2015年2月28日
七年前見Bill Macauley那個早上,八十多歲的他看起來竟是那麼精神,腰骨挺得直直的,英國紳士的打扮,說起昔日香港,他說沒有什麼印象了。只記得在校園草地望向北,可見獅子山;望向南,可見維多利亞太平山頂,遠在天邊。倒記得有天星碼頭,乘小輪從尖沙咀到中環,十五分鐘才一班船(好記性,要等多久竟還記得),從旺角或尖沙咀乘坐火車到新界旅行,屬一等一大事,會緊張好幾天。

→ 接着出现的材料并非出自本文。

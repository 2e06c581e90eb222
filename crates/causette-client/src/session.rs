//! Session lifecycle for one signed-in identity.
//!
//! The engine is inert until an [`IdentityProvider`] reports a signed-in
//! user.  [`Session::start`] then wires every component against a
//! [`SessionContext`] carrying explicitly injected collaborators; nothing in
//! this crate reaches for a global.

use std::sync::{Arc, Mutex};

use tokio::sync::{broadcast, mpsc};
use tracing::{info, warn};

use causette_net::{PresenceStore, PushGateway, Relay};
use causette_shared::constants::{BROADCAST_BUFFER, SUBSCRIPTION_BUFFER};
use causette_shared::{ConversationId, Subscription, TaskGuard, UserSummary};
use causette_store::ConversationStore;

use crate::compose::Composer;
use crate::config::ClientConfig;
use crate::error::Result;
use crate::notify::{NotificationDispatcher, NotificationSink, WindowBridge};
use crate::presence::PresenceTracker;
use crate::sync::{ConversationSynchronizer, OpenConversation};
use crate::typing::TypingCoordinator;

// ---------------------------------------------------------------------------
// Identity
// ---------------------------------------------------------------------------

/// Identity lifecycle transitions.
#[derive(Debug, Clone, PartialEq, Eq)]
pub enum AuthEvent {
    SignedIn(UserSummary),
    SignedOut,
}

/// Supplies the authenticated identity.
pub trait IdentityProvider: Send + Sync {
    /// The currently signed-in user, if any.
    fn current(&self) -> Option<UserSummary>;

    /// Stream of identity transitions.  Emits the current signed-in state
    /// first so late subscribers converge immediately.
    fn watch(&self) -> Subscription<AuthEvent>;
}

/// In-memory identity provider for tests and the demo binary.
#[derive(Clone)]
pub struct MemoryIdentity {
    current: Arc<Mutex<Option<UserSummary>>>,
    events: broadcast::Sender<AuthEvent>,
}

impl MemoryIdentity {
    pub fn new() -> Self {
        let (events, _) = broadcast::channel(BROADCAST_BUFFER);
        Self {
            current: Arc::new(Mutex::new(None)),
            events,
        }
    }

    pub fn sign_in(&self, user: UserSummary) {
        if let Ok(mut current) = self.current.lock() {
            *current = Some(user.clone());
        }
        let _ = self.events.send(AuthEvent::SignedIn(user));
    }

    pub fn sign_out(&self) {
        let signed_in = match self.current.lock() {
            Ok(mut current) => current.take().is_some(),
            Err(_) => false,
        };
        if signed_in {
            let _ = self.events.send(AuthEvent::SignedOut);
        }
    }
}

impl Default for MemoryIdentity {
    fn default() -> Self {
        Self::new()
    }
}

impl IdentityProvider for MemoryIdentity {
    fn current(&self) -> Option<UserSummary> {
        self.current.lock().ok().and_then(|current| current.clone())
    }

    fn watch(&self) -> Subscription<AuthEvent> {
        let (tx, rx) = mpsc::channel(SUBSCRIPTION_BUFFER);
        // Subscribe before sampling so a transition between the two is seen
        // at least once.
        let mut events = self.events.subscribe();
        let initial = self.current();
        let handle = tokio::spawn(async move {
            if let Some(user) = initial {
                if tx.send(AuthEvent::SignedIn(user)).await.is_err() {
                    return;
                }
            }
            loop {
                match events.recv().await {
                    Ok(event) => {
                        if tx.send(event).await.is_err() {
                            break;
                        }
                    }
                    Err(broadcast::error::RecvError::Lagged(skipped)) => {
                        warn!(skipped, "Auth watcher lagged");
                    }
                    Err(broadcast::error::RecvError::Closed) => break,
                }
            }
        });
        Subscription::new(rx, TaskGuard::new(handle))
    }
}

// ---------------------------------------------------------------------------
// Session
// ---------------------------------------------------------------------------

/// Everything a session component needs, passed explicitly.
#[derive(Clone)]
pub struct SessionContext {
    pub user: UserSummary,
    pub store: Arc<dyn ConversationStore>,
    pub relay: Arc<dyn Relay>,
    pub presence: Arc<dyn PresenceStore>,
    pub push: Arc<dyn PushGateway>,
    pub config: ClientConfig,
}

/// Live hub for one signed-in identity.
///
/// Owns the per-session components and tears them down together.  Presence
/// must come up before anything else so the disconnect write is registered
/// even if the rest of startup fails.
pub struct Session {
    ctx: SessionContext,
    presence: PresenceTracker,
    sync: ConversationSynchronizer,
    composer: Composer,
    typing: TypingCoordinator,
    notifications: NotificationDispatcher,
}

impl Session {
    pub async fn start(
        ctx: SessionContext,
        sink: Arc<dyn NotificationSink>,
        windows: Arc<dyn WindowBridge>,
    ) -> Result<Session> {
        let presence = PresenceTracker::start(ctx.clone()).await?;

        // Relay membership and push registration are best-effort; the store
        // keeps working without them.
        if let Err(error) = ctx.relay.join(ctx.user.clone()).await {
            warn!(user = %ctx.user.id, %error, "Relay join failed");
        }
        match ctx.push.register(ctx.user.id, ctx.config.platform).await {
            Ok(_) => info!(user = %ctx.user.id, platform = ctx.config.platform.name(), "Push registration complete"),
            Err(error) => warn!(user = %ctx.user.id, %error, "Push registration failed"),
        }

        let notifications = NotificationDispatcher::new(ctx.clone(), sink, windows);
        notifications.start();

        let session = Session {
            presence,
            sync: ConversationSynchronizer::new(ctx.clone()),
            composer: Composer::new(ctx.clone()),
            typing: TypingCoordinator::new(ctx.clone()),
            notifications,
            ctx,
        };
        info!(user = %session.ctx.user.id, "Session started");
        Ok(session)
    }

    pub fn user(&self) -> &UserSummary {
        &self.ctx.user
    }

    pub fn synchronizer(&self) -> &ConversationSynchronizer {
        &self.sync
    }

    pub fn composer(&self) -> &Composer {
        &self.composer
    }

    pub fn typing(&self) -> &TypingCoordinator {
        &self.typing
    }

    pub fn notifications(&self) -> &NotificationDispatcher {
        &self.notifications
    }

    pub fn presence(&self) -> &PresenceTracker {
        &self.presence
    }

    /// Open a conversation: marks it focused for notification suppression
    /// and starts the synchronizer's detail and message streams.
    pub fn open_conversation(&self, id: ConversationId) -> OpenConversation {
        self.notifications.set_focused(Some(id));
        self.sync.open_conversation(id)
    }

    /// Close the open conversation and stop its streams.
    pub fn close_conversation(&self) {
        self.notifications.set_focused(None);
        self.sync.close_conversation();
    }

    /// Tear down in dependency order: timers first so nothing writes after
    /// the streams stop, presence offline last.
    pub async fn shutdown(&self) {
        self.typing.shutdown();
        self.notifications.stop();
        self.sync.shutdown();
        self.presence.shutdown().await;
        if let Err(error) = self.ctx.relay.leave(self.ctx.user.id).await {
            warn!(user = %self.ctx.user.id, %error, "Relay leave failed");
        }
        info!(user = %self.ctx.user.id, "Session closed");
    }
}
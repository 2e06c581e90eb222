//! The document-store collaborator interface.

use async_trait::async_trait;

use causette_shared::{
    Conversation, ConversationId, Message, MessageId, Subscription, UserId, UserProfile,
};

use crate::error::Result;
use crate::ops::{NewConversation, WriteBatch};

/// Narrow interface to the conversation document store.
///
/// The `watch_*` methods return realtime snapshot streams: a full snapshot on
/// subscribe, then a fresh one on every underlying change. Stream items carry
/// errors in-band so a subscription failure degrades the consumer instead of
/// tearing it down; dropping the [`Subscription`] unsubscribes.
#[async_trait]
pub trait ConversationStore: Send + Sync {
    async fn create_conversation(&self, new: NewConversation) -> Result<Conversation>;

    async fn get_conversation(&self, id: ConversationId) -> Result<Option<Conversation>>;

    /// Every conversation the user participates in, including ones they
    /// soft-deleted (the reuse scan needs those), newest first.
    async fn list_conversations(&self, participant: UserId) -> Result<Vec<Conversation>>;

    /// Messages ascending by timestamp, insertion order breaking ties.
    async fn list_messages(&self, conversation: ConversationId) -> Result<Vec<Message>>;

    async fn get_message(
        &self,
        conversation: ConversationId,
        id: MessageId,
    ) -> Result<Option<Message>>;

    /// Apply a batch atomically under one server timestamp. Either every op
    /// lands or none do; partial application is never observable.
    async fn commit(&self, batch: WriteBatch) -> Result<()>;

    async fn upsert_profile(&self, profile: UserProfile) -> Result<()>;

    async fn get_profile(&self, id: UserId) -> Result<Option<UserProfile>>;

    async fn list_profiles(&self) -> Result<Vec<UserProfile>>;

    /// Conversations the user participates in, sorted by `last_message_time`
    /// descending, re-emitted in full on every change.
    fn watch_conversations(
        &self,
        participant: UserId,
    ) -> Subscription<Result<Vec<Conversation>>>;

    /// One conversation document. `Ok(None)` is the distinguishable state for
    /// a document that does not exist or was deleted upstream.
    fn watch_conversation(
        &self,
        id: ConversationId,
    ) -> Subscription<Result<Option<Conversation>>>;

    /// The conversation's ordered message list, re-emitted on every change.
    fn watch_messages(&self, conversation: ConversationId)
        -> Subscription<Result<Vec<Message>>>;
}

宿舍生活細節還記得清楚:「那洗手間的水嚨頭好像仍是一樣,洗臉的石盆該也一樣。」
Bill如是說,卻是從沒考究:幾十年來,即使那銅管水喉不用更換,浴室的花灑該更換了吧。Bill做宿生的日子,沒有熱水供應,冬天冷水照頭淋,他卻不以為苦。
「領袖生最大權,他們吃的晚餐比我們的豐富。我也希望可當領袖生,但戰爭到來,沒此機會了。」
有關戰爭歲月,Bill說的不多,日軍佔領香港的三年零八個月,年紀較長的外籍學生、老師,還有校長,都被關進集中營,Bill到底有沒有住進去,Bill不說,沒法得知,六十多年前的舊事,憑記憶,有多少是真的呢。
不用去逐一查證,Bill確實是我們的師兄,他的兄長確實在二次大戰中陣亡。到禮堂走一轉,他指着掛在牆上一位校長的素描,說:「他就是我們念書時的校長啊,人挺隨和的。處事認真,戰爭快要到來了,我們都無心學習,他卻說仍要上學讀書,不能懶惰,不要浪費青春好時光。」
Bill說他做人處事,態度十分認真,那是「老校」的教誨,日久見功。